Healing wounds without scars

Quickly healing a wound is a key part of our skin’s defence against bacteria and other microbes that could cause infection. The price we pay for that speed, though, is often a scar. But can we make skin regenerate without scarring, or even reproduce complex mini-organs like hair follicles that are also often lost to injury? It must be possible, because developing foetuses can do it, and as Eva Higginbotham heard from Washington State University’s Ryan Driskell, he thinks he’s found a gene that might be the key to the process...

Ryan - So there's a lot of research that was done by Michael Longacre and his mentor, and they were doing these life saving in utero surgeries. And what he found was when those babies were born, they didn't have a scar, even though he had done surgery in utero on those fetuses. And that was a remarkable discovery. So one of the things we wanted to do is identify not only a molecular factor, but also the cell types that are lost during skin maturation that would convey this ability of embryonic or neonatal skin to be able to regenerate. And the first step that we did was we started to do single cell RNA sequencing. So single cell RNA sequencing is a new technique that's been developed so that you can sequence, as much as possible, all of the genes that are expressed within a cell. And then from there, you can sequence thousands of cells within a tissue to identify cell populations. And using that technique on say, comparing all of the genes within a cell of over 5 to 10,000 cells in young skin, and then comparing that same assay in old skin, you could find new cell types as well as the genes that are defining those cell types. And that's what we did.

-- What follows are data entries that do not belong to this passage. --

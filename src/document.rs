use std::collections::HashSet;
use std::io::Read;
use std::path::Path;

use bon::Builder;
use rootcause::prelude::*;
use tracing::debug;

use crate::data::OptReader;
use crate::decoder::{DEFAULT_MAX_DEPTH, NodeDecoder};
use crate::diagnostics::Diagnostics;
use crate::error::OptError;
use crate::header::OptHeader;
use crate::models::{Node, NodeId, NodeKind, Texture};
use crate::vector::{CoordinateTransform, Vector2, Vector3, VectorCodec};

/// Decoding knobs.
#[derive(Builder)]
pub struct ReadOptions<V3 = [f32; 3]> {
    /// Deepest node nesting accepted before decoding fails.
    #[builder(default = DEFAULT_MAX_DEPTH)]
    max_depth: usize,
    /// Applied to every 3-vector as it is read.
    coordinate_transform: Option<CoordinateTransform<V3>>,
}

impl<V3> Default for ReadOptions<V3> {
    fn default() -> Self {
        ReadOptions {
            max_depth: DEFAULT_MAX_DEPTH,
            coordinate_transform: None,
        }
    }
}

/// A decoded OPT file: its header, the root nodes and the arena every node
/// lives in.
#[derive(Debug, Clone)]
#[cfg_attr(feature = "serde", derive(serde::Serialize))]
pub struct OptDocument<V2 = [f32; 2], V3 = [f32; 3]> {
    header: OptHeader,
    roots: Vec<NodeId>,
    nodes: Vec<Node<V2, V3>>,
}

impl<V2: Vector2, V3: Vector3> OptDocument<V2, V3> {
    /// Decode an in-memory file with default options.
    pub fn parse(data: &[u8], diagnostics: &mut dyn Diagnostics) -> Result<Self, Report<OptError>> {
        Self::parse_with(data, &ReadOptions::default(), diagnostics)
    }

    pub fn parse_with(
        data: &[u8],
        options: &ReadOptions<V3>,
        diagnostics: &mut dyn Diagnostics,
    ) -> Result<Self, Report<OptError>> {
        let mut reader = OptReader::new(data);
        let header = OptHeader::read(&mut reader, diagnostics).map_err(Report::new)?;
        reader.set_address(header.address());

        let vectors = VectorCodec::new(options.coordinate_transform.as_deref());
        let mut decoder =
            NodeDecoder::new(reader, header.version, vectors, options.max_depth, diagnostics);
        let roots = decoder.read_roots(&header).map_err(Report::new)?;
        let nodes = decoder.into_nodes();

        debug!(
            version = header.version,
            roots = roots.len(),
            nodes = nodes.len(),
            "decoded OPT document"
        );
        Ok(OptDocument {
            header,
            roots,
            nodes,
        })
    }

    /// Read a whole stream and decode it.
    pub fn read<R: Read>(
        mut source: R,
        diagnostics: &mut dyn Diagnostics,
    ) -> Result<Self, Report<OptError>> {
        let mut data = Vec::new();
        source
            .read_to_end(&mut data)
            .map_err(|e| Report::new(OptError::from(e)))?;
        Self::parse(&data, diagnostics)
    }

    pub fn from_path(
        path: impl AsRef<Path>,
        diagnostics: &mut dyn Diagnostics,
    ) -> Result<Self, Report> {
        let path = path.as_ref();
        let data = std::fs::read(path)
            .map_err(OptError::from)
            .context(format!("Could not read {}", path.display()))?;
        Ok(Self::parse(&data, diagnostics).context(format!("Could not decode {}", path.display()))?)
    }
}

impl<V2, V3> OptDocument<V2, V3> {
    pub fn header(&self) -> &OptHeader {
        &self.header
    }

    /// 0 for legacy files.
    pub fn version(&self) -> u32 {
        self.header.version
    }

    pub fn global_offset(&self) -> i32 {
        self.header.global_offset
    }

    pub fn roots(&self) -> &[NodeId] {
        &self.roots
    }

    pub fn node(&self, id: NodeId) -> Option<&Node<V2, V3>> {
        self.nodes.get(id.index())
    }

    /// Every distinct node in decode order.
    pub fn nodes(&self) -> impl Iterator<Item = (NodeId, &Node<V2, V3>)> {
        self.nodes
            .iter()
            .enumerate()
            .map(|(index, node)| (NodeId(index), node))
    }

    pub fn len(&self) -> usize {
        self.nodes.len()
    }

    pub fn is_empty(&self) -> bool {
        self.nodes.is_empty()
    }

    /// Pre-order walk from the roots. A node reachable along several paths
    /// is yielded only the first time, so shared subtrees and cycles are
    /// visited once. Each item carries the depth it was first reached at.
    pub fn depth_first(&self) -> DepthFirst<'_, V2, V3> {
        DepthFirst {
            document: self,
            stack: self.roots.iter().rev().map(|&id| (id, 0)).collect(),
            visited: HashSet::new(),
        }
    }

    /// Reachable nodes of one kind, in traversal order.
    pub fn nodes_of_kind(&self, kind: NodeKind) -> impl Iterator<Item = (NodeId, &Node<V2, V3>)> {
        self.depth_first()
            .filter(move |(_, node, _)| node.kind() == kind)
            .map(|(id, node, _)| (id, node))
    }

    /// Reachable textures with the node that holds them.
    pub fn textures(&self) -> impl Iterator<Item = (&Node<V2, V3>, &Texture)> {
        self.nodes_of_kind(NodeKind::Texture)
            .filter_map(|(_, node)| Some((node, &**node.payload().texture_ref()?)))
    }

    /// First reachable texture with this name.
    pub fn find_texture(&self, name: &str) -> Option<(NodeId, &Node<V2, V3>)> {
        self.nodes_of_kind(NodeKind::Texture)
            .find(|(_, node)| node.name() == name)
    }
}

/// Iterator returned by [`OptDocument::depth_first`].
pub struct DepthFirst<'a, V2, V3> {
    document: &'a OptDocument<V2, V3>,
    stack: Vec<(NodeId, usize)>,
    visited: HashSet<NodeId>,
}

impl<'a, V2, V3> Iterator for DepthFirst<'a, V2, V3> {
    type Item = (NodeId, &'a Node<V2, V3>, usize);

    fn next(&mut self) -> Option<Self::Item> {
        while let Some((id, depth)) = self.stack.pop() {
            if !self.visited.insert(id) {
                continue;
            }
            let Some(node) = self.document.node(id) else {
                continue;
            };
            self.stack
                .extend(node.children().iter().rev().map(|&child| (child, depth + 1)));
            return Some((id, node, depth));
        }
        None
    }
}

#[cfg(test)]
mod tests {
    use super::*;
    use crate::models::NodePayload;
    use crate::test_support::{FileBuilder, decode, try_decode};

    /// A root separator holding a two-quad face list and an eight-vertex
    /// position table.
    fn small_mesh(file: &mut FileBuilder) {
        let roots = file.root_table(1);
        let (sep, table) = file.separator(2);

        let faces = file.data_node(1, 2);
        file.i32(0x80);
        for face in [[0, 1, 2, 3], [4, 5, 6, 7]] {
            for _ in 0..4 {
                for index in face {
                    file.i32(index);
                }
            }
        }
        for _ in 0..2 {
            file.vec3([0.0, 0.0, 1.0]);
        }
        for _ in 0..2 {
            file.vec3([1.0, 0.0, 0.0]);
            file.vec3([0.0, 1.0, 0.0]);
        }

        let positions = file.data_node(3, 8);
        for i in 0..8 {
            file.vec3([i as f32, 0.0, 0.0]);
        }

        file.set_slot(table, 0, faces);
        file.set_slot(table, 1, positions);
        file.set_slot(roots, 0, sep);
    }

    #[test]
    fn decodes_small_mesh() {
        let mut file = FileBuilder::modern(2, 0x00B8_0000);
        small_mesh(&mut file);
        let bytes = file.finish();

        let (opt, messages) = decode(&bytes);
        assert!(messages.is_empty(), "{messages:?}");
        assert_eq!(opt.version(), 2);
        assert_eq!(opt.global_offset(), 0x00B8_0000);
        assert_eq!(opt.roots().len(), 1);
        assert_eq!(opt.len(), 3);

        let root = opt.node(opt.roots()[0]).unwrap();
        assert_eq!(root.kind(), NodeKind::Separator);
        let kinds: Vec<_> = root
            .children()
            .iter()
            .map(|&id| opt.node(id).unwrap().kind())
            .collect();
        assert_eq!(kinds, [NodeKind::FaceList, NodeKind::VertexPositions]);

        let faces = opt.node(root.children()[0]).unwrap().payload().face_list_ref().unwrap();
        assert_eq!(faces.face_count(), 2);
        match opt.node(root.children()[1]).unwrap().payload() {
            NodePayload::VertexPositions(table) => assert_eq!(table.len(), 8),
            other => panic!("unexpected payload {:?}", other.kind()),
        }
        for &child in root.children() {
            assert_eq!(opt.node(child).unwrap().parent(), Some(opt.roots()[0]));
        }
    }

    #[test]
    fn legacy_file_decodes_the_same_tree() {
        let mut file = FileBuilder::legacy(0x1000);
        small_mesh(&mut file);
        let bytes = file.finish();

        let (opt, messages) = decode(&bytes);
        assert!(messages.is_empty(), "{messages:?}");
        assert_eq!(opt.version(), 0);
        assert!(opt.header().is_legacy());
        let kinds: Vec<_> = opt.depth_first().map(|(_, node, _)| node.kind()).collect();
        assert_eq!(
            kinds,
            [NodeKind::Separator, NodeKind::FaceList, NodeKind::VertexPositions]
        );
    }

    #[test]
    fn modern_sentinel_is_zero() {
        let mut file = FileBuilder::modern(3, 0x100);
        small_mesh(&mut file);
        let bytes = file.finish();

        let (opt, messages) = decode(&bytes);
        assert!(messages.is_empty(), "{messages:?}");
        assert_eq!(opt.version(), 3);
    }

    #[test]
    fn depth_first_visits_shared_nodes_once() {
        let mut file = FileBuilder::modern(2, 0x100);
        let roots = file.root_table(2);
        let (a, a_table) = file.separator(2);
        let (b, b_table) = file.separator(1);
        let leaf = file.data_node(23, 0);
        for _ in 0..4 {
            file.vec3([0.0; 3]);
        }
        file.set_slot(a_table, 0, b);
        file.set_slot(a_table, 1, leaf);
        file.set_slot(b_table, 0, a);
        file.set_slot(roots, 0, a);
        file.set_slot(roots, 1, leaf);
        let bytes = file.finish();

        let (opt, _) = decode(&bytes);
        let walk: Vec<_> = opt
            .depth_first()
            .map(|(id, node, depth)| (id.index(), node.kind(), depth))
            .collect();
        assert_eq!(
            walk,
            [
                (0, NodeKind::Separator, 0),
                (1, NodeKind::Separator, 1),
                (2, NodeKind::RotationInfo, 1),
            ]
        );
        assert_eq!(opt.nodes().count(), 3);
    }

    #[test]
    fn length_mismatch_fails() {
        let mut file = FileBuilder::modern(2, 0x100);
        small_mesh(&mut file);
        let mut bytes = file.finish();
        bytes.extend_from_slice(&[0; 4]);

        let (result, messages) = try_decode(&bytes);
        assert!(result.is_err());
        assert_eq!(messages.len(), 1);
        assert!(messages[0].contains("may be corrupt"));
    }

    #[test]
    fn reads_from_a_stream() {
        let mut file = FileBuilder::modern(2, 0x100);
        small_mesh(&mut file);
        let bytes = file.finish();

        let mut sink = |_: &str| {};
        let opt: OptDocument = OptDocument::read(std::io::Cursor::new(bytes), &mut sink).unwrap();
        assert_eq!(opt.len(), 3);
    }

    #[test]
    fn depth_limit_is_configurable() {
        let mut file = FileBuilder::modern(2, 0x100);
        small_mesh(&mut file);
        let bytes = file.finish();

        let options = ReadOptions::builder().max_depth(1).build();
        let mut sink = |_: &str| {};
        let result: Result<OptDocument, _> = OptDocument::parse_with(&bytes, &options, &mut sink);
        assert!(result.is_err());
    }

    #[test]
    fn missing_file_is_an_error() {
        let mut sink = |_: &str| {};
        let result: Result<OptDocument, _> =
            OptDocument::from_path("/nonexistent/FILE.OPT", &mut sink);
        assert!(result.is_err());
    }
}
/// Converts between pointers as stored in an OPT file and real stream
/// positions.
///
/// The engine loads the file body at a fixed address, so every pointer in the
/// file (names, data blocks, child tables) is biased by the same per-file
/// `global_offset`.
#[derive(Debug, Clone, Copy, PartialEq, Eq, Hash, Default)]
#[cfg_attr(feature = "serde", derive(serde::Serialize, serde::Deserialize))]
pub struct AddressTranslator {
    global_offset: i32,
}

impl AddressTranslator {
    pub fn new(global_offset: i32) -> Self {
        Self { global_offset }
    }

    pub fn global_offset(&self) -> i32 {
        self.global_offset
    }

    /// Physical stream position for a pointer read from the file.
    pub fn to_stream_position(&self, stored: i64) -> i64 {
        stored - self.global_offset as i64
    }

    /// The pointer value that would be stored in the file for a stream
    /// position.
    pub fn to_stored_pointer(&self, position: i64) -> i64 {
        position + self.global_offset as i64
    }

    /// Whether `stored` can point past the header at all. Pointers at or below
    /// the global offset land on the header or before the file start.
    pub fn is_plausible(&self, stored: i64) -> bool {
        stored > self.global_offset as i64
    }
}
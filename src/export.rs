//! # Export Module
//!
//! Output surfaces for the review/export collaborator: linked pairs as JSON
//! lines, and a human-readable summary of the contingency table.

use crate::model::FieldSpec;
use crate::retrieve::LinkedPair;
use crate::tabulate::FrequencyTable;
use anyhow::Result;
use std::fmt::Write as _;

/// Serialize linked pairs as one JSON object per line.
pub fn export_pairs_jsonl(pairs: &[LinkedPair]) -> Result<String> {
    let mut out = String::new();
    for pair in pairs {
        out.push_str(&serde_json::to_string(pair)?);
        out.push('\n');
    }
    Ok(out)
}

/// Render the contingency table as an aligned text summary.
pub fn export_table_summary(table: &FrequencyTable, fields: &[FieldSpec]) -> String {
    let mut summary = String::new();

    summary.push_str("Agreement Pattern Counts\n");
    summary.push_str("========================\n\n");

    let names: Vec<&str> = fields.iter().map(|spec| spec.name.as_str()).collect();
    let _ = writeln!(summary, "Fields: {}\n", names.join(", "));

    for (pattern, count) in table.patterns() {
        let _ = writeln!(summary, "  {}  {:>14}", pattern.display(table.width()), count);
    }
    let _ = writeln!(summary, "\nTotal pairs: {}", table.total());
    let _ = writeln!(summary, "Observed patterns: {}", table.len());

    summary
}
//! # Unique-Value Indexing Module
//!
//! Partitions a record set, per linked field, into buckets of record indices
//! sharing a value tuple, plus the set of indices with no observed value.
//! This is the blocking structure everything downstream leans on: similarity
//! runs over the distinct keys, and agreement expands back through the
//! buckets.

use crate::error::LinkError;
use crate::model::{FieldSpec, RecordSet, ValueId};
use rustc_hash::{FxHashMap, FxHashSet};

/// Per-field, per-side partition of record indices by distinct value tuple.
///
/// Invariant: the buckets are pairwise disjoint and, together with the
/// missing set, cover `0..len` exactly.
#[derive(Debug, Clone)]
pub struct UniqueValueIndex {
    buckets: FxHashMap<Vec<ValueId>, Vec<u32>>,
    missing: FxHashSet<u32>,
    len: u32,
}

impl UniqueValueIndex {
    /// Build the index for one field over one record set.
    ///
    /// Composite fields treat a record as missing whenever *any* component
    /// column is missing for it.
    pub fn build(records: &RecordSet, spec: &FieldSpec) -> Result<Self, LinkError> {
        let columns: Vec<&[Option<ValueId>]> = spec
            .components
            .iter()
            .map(|field| {
                records.column(*field).ok_or_else(|| {
                    LinkError::InvalidInput(format!(
                        "field '{}' references unknown column {}",
                        spec.name, field
                    ))
                })
            })
            .collect::<Result<_, _>>()?;

        let mut buckets: FxHashMap<Vec<ValueId>, Vec<u32>> = FxHashMap::default();
        let mut missing = FxHashSet::default();

        'rows: for row in 0..records.len() as u32 {
            let mut key = Vec::with_capacity(columns.len());
            for column in &columns {
                match column[row as usize] {
                    Some(value) => key.push(value),
                    None => {
                        missing.insert(row);
                        continue 'rows;
                    }
                }
            }
            buckets.entry(key).or_default().push(row);
        }

        Ok(Self {
            buckets,
            missing,
            len: records.len() as u32,
        })
    }

    /// Record indices with no observed value for this field (the
    /// missingness index for this field/side).
    pub fn missing(&self) -> &FxHashSet<u32> {
        &self.missing
    }

    /// Record indices holding a given value tuple.
    pub fn bucket(&self, key: &[ValueId]) -> Option<&[u32]> {
        self.buckets.get(key).map(Vec::as_slice)
    }

    pub fn buckets(&self) -> impl Iterator<Item = (&Vec<ValueId>, &[u32])> {
        self.buckets.iter().map(|(key, rows)| (key, rows.as_slice()))
    }

    /// Distinct value tuples in a deterministic (sorted) order. This order
    /// is what positions keys in the similarity score matrix, so it must
    /// not depend on hash-map iteration.
    pub fn distinct_keys(&self) -> Vec<Vec<ValueId>> {
        let mut keys: Vec<Vec<ValueId>> = self.buckets.keys().cloned().collect();
        keys.sort_unstable();
        keys
    }

    pub fn distinct_count(&self) -> usize {
        self.buckets.len()
    }

    pub fn len(&self) -> u32 {
        self.len
    }

    pub fn is_empty(&self) -> bool {
        self.len == 0
    }

    /// Check the partition invariant: every index in `0..len` appears in
    /// exactly one bucket or in the missing set.
    pub fn partition_holds(&self) -> bool {
        let mut seen = vec![0u8; self.len as usize];
        for rows in self.buckets.values() {
            for &row in rows {
                if row >= self.len {
                    return false;
                }
                seen[row as usize] += 1;
            }
        }
        for &row in &self.missing {
            if row >= self.len {
                return false;
            }
            seen[row as usize] += 1;
        }
        seen.iter().all(|&count| count == 1)
    }
}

Eva - I see. So you found new cell types that were involved in really effective scarless wound healing and young skin.

Ryan - I would say we rediscovered them and we verified that they were there and that those cell types, in that cellular state, disappear in older skin. And we defined that cellular state by at least one gene - there are other genes that we found as well, but the gene that we decided to choose was LEF-1 and they're there in the young skin and they're not there once the skin matures.

Eva - So what is LEF-1 doing?

Ryan - Right. So LEF-1 is a transcription factor. A transcription factor is a protein that binds to DNA, and many transcription factors bind to DNA to control the regulation of genes to be expressed or sometimes to be inhibited. LEF-1 has been identified to be able to modulate signals from the outside of the cell called Wnts that come from other cell types or through its own signaling. And it's a part of a signaling pathway that's important during development and for some reason is somewhat turned off as the skin ages.

Eva - So once you found LEF-1, what did you do next?

Ryan - So some of the cells are still there, they just look more aged, right? They don't have the same phenotype, the state, the molecular state as measured by single cell RNA sequencing, is not there. So we hypothesized that if we could turn on LEF-1 in those older cells and keep it on, then it's possible that that transcription factor could sit on the DNA and be ready for a signal such as those that happen during wound healing. So we collaborated and found them a mouse that allowed us to control the expression of that transcription factor through transgenic technology, and it allowed us to express LEF-1 in those older fibroblasts. And when we did that, we created all different kinds of wounds at different time points. And, except for one time point, all regenerated with this enhanced stability that we hadn't seen before, with the erector pillys so that those wound hair follicles can even stand up if the mouse got cold.

Eva - Now that we know the importance of this factor, of LEF-1, what can we do with that information? Do you think one day we might have, you know, a cream that has Lef1 in it that we can rub on our skin if we get wounded?

Ryan - Right. I don't think you could put LEF-1 in a cream because transcription factors are notorious to be able to put inside of a cell. So the idea would be, and what we're trying to do now, is to understand what LEF-1 is doing in those special cell types, right? What are those downstream targets that LEF-1 is activating in response to a wound. And then I think we would actually want to try to understand this in humans.